### ACTIVITY
For the word "contains", give the number of lines in these entries that contain it, with nothing else.

### MATERIAL FOR THIS TASK
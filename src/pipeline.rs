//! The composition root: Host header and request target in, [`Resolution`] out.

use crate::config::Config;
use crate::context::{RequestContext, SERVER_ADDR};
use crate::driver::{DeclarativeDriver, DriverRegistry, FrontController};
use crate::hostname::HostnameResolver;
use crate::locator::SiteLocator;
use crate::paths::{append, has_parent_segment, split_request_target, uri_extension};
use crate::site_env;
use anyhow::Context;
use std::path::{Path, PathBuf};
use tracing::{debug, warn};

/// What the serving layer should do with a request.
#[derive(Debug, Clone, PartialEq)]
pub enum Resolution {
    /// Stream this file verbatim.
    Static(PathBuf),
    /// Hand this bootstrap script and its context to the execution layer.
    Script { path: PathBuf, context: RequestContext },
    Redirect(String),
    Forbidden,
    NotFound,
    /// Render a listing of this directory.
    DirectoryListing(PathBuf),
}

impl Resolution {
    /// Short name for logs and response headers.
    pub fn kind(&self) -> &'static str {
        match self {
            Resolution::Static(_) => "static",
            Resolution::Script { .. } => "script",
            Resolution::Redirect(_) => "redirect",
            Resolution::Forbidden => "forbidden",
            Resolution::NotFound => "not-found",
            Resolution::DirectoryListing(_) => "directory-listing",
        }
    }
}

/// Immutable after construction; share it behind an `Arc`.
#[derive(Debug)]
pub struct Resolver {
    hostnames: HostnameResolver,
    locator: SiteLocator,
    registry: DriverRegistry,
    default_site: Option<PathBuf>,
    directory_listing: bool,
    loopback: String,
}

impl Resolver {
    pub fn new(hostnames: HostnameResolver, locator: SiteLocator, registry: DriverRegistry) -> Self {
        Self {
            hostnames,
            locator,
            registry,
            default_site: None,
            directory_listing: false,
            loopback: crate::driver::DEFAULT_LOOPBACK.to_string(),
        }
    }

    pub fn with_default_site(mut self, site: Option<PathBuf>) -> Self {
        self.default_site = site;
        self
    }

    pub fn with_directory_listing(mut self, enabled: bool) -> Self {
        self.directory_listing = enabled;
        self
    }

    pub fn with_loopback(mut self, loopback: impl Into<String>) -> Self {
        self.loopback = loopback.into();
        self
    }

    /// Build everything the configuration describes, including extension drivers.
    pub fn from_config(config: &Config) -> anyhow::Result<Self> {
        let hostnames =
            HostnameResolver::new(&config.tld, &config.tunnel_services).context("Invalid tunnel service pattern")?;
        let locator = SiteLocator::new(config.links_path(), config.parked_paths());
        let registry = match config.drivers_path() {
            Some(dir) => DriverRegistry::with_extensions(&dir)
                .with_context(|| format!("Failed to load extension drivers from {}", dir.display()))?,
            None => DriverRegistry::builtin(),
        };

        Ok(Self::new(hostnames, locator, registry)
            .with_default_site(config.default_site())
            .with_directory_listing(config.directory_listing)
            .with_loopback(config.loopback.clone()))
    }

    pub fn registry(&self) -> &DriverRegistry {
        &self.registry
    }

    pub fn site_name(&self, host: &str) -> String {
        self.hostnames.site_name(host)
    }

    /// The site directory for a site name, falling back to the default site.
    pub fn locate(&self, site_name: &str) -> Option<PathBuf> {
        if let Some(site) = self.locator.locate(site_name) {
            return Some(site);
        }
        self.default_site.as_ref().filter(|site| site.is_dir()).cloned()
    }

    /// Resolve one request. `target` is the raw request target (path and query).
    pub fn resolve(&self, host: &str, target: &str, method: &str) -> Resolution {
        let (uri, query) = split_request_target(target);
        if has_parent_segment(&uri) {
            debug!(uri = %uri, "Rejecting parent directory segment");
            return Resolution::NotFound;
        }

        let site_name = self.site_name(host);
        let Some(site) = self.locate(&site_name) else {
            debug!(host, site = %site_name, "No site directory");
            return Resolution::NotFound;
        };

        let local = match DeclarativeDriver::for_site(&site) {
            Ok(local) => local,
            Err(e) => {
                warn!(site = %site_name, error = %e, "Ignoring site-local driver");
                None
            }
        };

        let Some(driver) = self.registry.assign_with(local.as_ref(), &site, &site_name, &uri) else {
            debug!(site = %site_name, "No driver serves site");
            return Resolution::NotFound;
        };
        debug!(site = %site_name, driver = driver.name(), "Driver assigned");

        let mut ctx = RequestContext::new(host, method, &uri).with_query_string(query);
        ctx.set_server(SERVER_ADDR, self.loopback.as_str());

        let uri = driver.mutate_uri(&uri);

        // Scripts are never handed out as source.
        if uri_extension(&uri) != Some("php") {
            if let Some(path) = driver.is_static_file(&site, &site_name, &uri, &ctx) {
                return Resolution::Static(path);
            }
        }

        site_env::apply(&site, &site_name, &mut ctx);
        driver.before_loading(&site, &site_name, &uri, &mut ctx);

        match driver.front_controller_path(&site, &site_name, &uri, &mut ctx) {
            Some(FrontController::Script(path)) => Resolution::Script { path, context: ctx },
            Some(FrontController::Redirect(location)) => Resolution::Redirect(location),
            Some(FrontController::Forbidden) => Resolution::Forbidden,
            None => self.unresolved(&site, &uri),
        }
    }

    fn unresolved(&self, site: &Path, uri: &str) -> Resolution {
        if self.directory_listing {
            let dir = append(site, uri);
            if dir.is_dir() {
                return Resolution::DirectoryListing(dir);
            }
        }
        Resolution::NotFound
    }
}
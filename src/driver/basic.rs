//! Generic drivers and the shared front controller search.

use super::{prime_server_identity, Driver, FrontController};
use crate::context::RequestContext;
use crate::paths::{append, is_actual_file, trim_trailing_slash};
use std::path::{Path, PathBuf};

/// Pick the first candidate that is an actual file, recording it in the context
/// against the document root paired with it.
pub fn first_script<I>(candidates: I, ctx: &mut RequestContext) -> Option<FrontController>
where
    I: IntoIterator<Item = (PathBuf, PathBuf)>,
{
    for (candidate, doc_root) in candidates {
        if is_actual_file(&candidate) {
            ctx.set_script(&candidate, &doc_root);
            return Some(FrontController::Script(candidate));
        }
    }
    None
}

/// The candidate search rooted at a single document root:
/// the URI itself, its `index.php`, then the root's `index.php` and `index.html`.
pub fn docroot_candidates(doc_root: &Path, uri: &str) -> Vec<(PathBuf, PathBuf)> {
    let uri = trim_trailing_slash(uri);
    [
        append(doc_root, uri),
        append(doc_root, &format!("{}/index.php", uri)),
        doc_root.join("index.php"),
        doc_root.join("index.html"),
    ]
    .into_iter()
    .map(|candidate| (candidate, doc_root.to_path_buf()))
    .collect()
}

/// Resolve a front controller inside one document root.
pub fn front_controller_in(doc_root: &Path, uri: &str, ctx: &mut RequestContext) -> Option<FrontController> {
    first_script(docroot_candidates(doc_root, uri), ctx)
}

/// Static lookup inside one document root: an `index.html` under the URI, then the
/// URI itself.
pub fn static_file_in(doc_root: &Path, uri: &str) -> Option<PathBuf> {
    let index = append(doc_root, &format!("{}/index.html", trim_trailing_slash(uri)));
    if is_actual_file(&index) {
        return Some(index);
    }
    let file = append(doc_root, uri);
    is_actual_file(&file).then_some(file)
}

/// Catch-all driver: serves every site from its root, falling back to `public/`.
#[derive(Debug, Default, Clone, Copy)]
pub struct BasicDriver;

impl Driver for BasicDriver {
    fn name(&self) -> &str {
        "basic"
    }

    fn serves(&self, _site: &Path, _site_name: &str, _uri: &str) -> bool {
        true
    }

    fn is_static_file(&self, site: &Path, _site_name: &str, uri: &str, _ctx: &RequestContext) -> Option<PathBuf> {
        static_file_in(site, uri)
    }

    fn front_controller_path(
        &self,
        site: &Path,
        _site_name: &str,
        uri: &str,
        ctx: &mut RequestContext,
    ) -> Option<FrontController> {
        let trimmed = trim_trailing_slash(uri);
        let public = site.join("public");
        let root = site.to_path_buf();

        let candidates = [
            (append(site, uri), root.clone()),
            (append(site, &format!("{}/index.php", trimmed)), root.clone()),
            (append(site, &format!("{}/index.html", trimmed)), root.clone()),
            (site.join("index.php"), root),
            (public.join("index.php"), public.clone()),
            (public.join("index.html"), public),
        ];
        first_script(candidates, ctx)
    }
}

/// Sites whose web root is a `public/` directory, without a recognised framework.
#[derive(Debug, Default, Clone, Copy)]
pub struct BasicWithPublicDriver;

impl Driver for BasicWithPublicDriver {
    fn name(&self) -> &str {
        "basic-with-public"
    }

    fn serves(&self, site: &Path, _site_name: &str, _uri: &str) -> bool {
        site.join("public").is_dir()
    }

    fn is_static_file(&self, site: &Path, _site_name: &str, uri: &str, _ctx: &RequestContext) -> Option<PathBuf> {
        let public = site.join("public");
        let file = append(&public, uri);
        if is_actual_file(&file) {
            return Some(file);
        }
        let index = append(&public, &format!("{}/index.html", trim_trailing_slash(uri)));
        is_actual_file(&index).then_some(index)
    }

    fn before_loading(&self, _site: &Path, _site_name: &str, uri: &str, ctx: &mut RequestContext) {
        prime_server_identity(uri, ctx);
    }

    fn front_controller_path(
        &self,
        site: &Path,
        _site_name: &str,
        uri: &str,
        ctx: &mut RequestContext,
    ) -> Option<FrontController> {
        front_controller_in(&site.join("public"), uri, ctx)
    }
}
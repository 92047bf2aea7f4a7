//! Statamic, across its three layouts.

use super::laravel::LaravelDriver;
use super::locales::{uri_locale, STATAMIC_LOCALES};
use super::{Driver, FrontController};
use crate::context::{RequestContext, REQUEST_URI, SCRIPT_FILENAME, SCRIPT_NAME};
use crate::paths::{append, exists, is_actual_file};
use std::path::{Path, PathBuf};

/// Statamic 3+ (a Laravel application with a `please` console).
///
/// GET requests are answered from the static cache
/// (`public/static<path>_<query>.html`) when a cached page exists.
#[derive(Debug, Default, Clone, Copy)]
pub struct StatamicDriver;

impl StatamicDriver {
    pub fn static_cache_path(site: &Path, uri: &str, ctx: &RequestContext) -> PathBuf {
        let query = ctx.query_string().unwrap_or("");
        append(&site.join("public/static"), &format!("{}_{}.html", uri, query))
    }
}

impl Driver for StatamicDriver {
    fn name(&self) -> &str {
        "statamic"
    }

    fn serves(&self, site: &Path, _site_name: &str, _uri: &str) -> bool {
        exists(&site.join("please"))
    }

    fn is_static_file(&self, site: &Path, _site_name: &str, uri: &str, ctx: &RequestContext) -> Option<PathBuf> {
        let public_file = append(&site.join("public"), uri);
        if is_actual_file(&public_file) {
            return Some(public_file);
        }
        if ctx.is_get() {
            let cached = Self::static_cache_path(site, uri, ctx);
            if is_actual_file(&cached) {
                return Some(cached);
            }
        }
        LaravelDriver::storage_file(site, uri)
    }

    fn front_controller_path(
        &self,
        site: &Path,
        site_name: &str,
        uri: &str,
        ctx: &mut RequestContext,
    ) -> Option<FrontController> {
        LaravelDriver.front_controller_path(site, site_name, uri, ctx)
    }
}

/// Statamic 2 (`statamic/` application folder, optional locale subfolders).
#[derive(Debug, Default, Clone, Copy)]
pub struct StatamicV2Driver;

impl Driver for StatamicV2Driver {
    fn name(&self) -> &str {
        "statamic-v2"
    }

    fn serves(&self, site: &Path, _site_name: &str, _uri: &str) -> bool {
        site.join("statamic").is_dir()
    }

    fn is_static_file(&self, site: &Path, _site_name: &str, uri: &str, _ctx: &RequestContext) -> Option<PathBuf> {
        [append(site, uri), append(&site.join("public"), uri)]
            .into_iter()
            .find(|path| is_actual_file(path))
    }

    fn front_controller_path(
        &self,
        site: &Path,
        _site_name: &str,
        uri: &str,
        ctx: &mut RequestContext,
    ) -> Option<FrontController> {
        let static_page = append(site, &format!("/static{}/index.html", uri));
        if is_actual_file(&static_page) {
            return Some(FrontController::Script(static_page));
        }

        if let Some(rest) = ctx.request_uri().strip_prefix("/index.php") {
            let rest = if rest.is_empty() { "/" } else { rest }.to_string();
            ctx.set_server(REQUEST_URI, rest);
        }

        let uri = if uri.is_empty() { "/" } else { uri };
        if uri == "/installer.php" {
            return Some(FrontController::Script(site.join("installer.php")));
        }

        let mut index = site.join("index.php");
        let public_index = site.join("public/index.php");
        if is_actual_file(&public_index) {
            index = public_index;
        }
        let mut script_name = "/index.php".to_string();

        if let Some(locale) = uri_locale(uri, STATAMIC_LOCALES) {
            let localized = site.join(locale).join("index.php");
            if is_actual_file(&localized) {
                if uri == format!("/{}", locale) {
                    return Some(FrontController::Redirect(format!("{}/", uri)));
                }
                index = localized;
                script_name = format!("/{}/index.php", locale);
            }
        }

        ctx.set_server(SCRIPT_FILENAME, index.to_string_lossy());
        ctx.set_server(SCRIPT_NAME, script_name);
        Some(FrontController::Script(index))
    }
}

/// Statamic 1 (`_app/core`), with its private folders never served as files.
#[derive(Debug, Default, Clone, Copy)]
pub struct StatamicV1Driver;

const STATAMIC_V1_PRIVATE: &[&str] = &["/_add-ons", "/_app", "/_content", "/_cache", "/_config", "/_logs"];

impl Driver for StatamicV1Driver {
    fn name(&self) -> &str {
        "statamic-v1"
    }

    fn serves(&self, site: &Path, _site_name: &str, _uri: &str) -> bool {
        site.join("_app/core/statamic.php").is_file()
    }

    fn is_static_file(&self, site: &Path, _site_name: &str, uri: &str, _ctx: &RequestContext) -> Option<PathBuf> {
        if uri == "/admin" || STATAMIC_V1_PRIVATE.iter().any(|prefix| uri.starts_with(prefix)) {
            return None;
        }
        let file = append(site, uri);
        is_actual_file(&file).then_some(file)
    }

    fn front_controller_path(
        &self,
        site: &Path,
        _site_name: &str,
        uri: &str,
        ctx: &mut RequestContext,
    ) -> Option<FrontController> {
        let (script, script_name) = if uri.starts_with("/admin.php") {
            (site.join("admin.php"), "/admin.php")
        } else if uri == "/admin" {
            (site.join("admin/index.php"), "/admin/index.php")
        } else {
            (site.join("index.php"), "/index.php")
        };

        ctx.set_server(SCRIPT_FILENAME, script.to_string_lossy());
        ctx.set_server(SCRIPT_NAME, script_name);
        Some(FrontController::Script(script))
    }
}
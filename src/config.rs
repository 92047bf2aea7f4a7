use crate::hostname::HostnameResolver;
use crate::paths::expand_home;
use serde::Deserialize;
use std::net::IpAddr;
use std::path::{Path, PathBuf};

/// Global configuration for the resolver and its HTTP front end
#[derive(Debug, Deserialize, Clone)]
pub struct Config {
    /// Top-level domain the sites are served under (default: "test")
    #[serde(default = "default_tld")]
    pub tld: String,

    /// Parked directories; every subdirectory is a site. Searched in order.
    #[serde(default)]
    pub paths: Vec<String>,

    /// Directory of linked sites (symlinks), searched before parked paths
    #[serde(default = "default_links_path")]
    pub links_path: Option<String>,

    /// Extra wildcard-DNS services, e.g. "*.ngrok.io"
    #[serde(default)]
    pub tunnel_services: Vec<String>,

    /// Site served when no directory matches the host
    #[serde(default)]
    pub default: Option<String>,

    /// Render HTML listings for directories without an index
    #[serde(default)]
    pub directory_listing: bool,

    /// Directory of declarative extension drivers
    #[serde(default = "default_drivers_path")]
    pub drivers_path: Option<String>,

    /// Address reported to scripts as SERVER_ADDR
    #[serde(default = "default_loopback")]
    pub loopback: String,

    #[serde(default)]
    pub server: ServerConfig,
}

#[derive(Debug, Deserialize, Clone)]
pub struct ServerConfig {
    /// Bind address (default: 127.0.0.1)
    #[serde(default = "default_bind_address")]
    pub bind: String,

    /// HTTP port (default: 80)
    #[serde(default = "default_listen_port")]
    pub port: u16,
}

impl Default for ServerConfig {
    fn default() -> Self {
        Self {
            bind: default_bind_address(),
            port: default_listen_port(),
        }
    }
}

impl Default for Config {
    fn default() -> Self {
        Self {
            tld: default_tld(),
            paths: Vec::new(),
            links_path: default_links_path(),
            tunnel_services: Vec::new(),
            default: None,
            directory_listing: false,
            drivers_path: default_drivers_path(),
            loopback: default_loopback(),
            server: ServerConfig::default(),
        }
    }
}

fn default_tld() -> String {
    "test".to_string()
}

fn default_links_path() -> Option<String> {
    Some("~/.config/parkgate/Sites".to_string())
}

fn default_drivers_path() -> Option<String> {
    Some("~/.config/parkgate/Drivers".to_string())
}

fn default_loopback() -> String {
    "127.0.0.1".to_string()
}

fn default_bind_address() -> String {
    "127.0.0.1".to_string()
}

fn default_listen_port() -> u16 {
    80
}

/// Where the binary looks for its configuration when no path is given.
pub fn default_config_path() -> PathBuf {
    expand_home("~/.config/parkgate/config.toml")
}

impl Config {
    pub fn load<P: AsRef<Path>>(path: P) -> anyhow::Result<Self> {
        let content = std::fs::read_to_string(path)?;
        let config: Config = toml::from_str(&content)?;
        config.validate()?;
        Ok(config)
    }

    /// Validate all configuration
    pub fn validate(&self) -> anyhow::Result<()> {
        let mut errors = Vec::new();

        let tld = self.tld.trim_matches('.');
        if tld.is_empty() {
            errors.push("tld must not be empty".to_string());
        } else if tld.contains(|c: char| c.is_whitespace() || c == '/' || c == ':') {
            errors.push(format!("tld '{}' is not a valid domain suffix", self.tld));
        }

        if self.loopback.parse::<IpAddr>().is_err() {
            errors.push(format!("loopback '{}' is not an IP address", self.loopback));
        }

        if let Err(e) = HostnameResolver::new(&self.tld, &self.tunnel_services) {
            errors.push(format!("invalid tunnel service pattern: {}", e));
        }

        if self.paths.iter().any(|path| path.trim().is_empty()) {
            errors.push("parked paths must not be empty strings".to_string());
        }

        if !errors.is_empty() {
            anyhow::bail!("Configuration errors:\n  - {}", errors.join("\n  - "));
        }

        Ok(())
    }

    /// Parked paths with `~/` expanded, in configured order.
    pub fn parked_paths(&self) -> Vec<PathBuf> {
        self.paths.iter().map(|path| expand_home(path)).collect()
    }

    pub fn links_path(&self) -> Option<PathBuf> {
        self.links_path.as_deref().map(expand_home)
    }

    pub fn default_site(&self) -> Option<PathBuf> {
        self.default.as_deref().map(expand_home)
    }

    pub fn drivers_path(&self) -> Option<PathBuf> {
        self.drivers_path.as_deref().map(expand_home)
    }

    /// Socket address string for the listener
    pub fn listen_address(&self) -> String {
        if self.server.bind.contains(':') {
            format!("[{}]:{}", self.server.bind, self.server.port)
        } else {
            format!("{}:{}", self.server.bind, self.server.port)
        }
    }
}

### RESULT FOR THIS TASK
2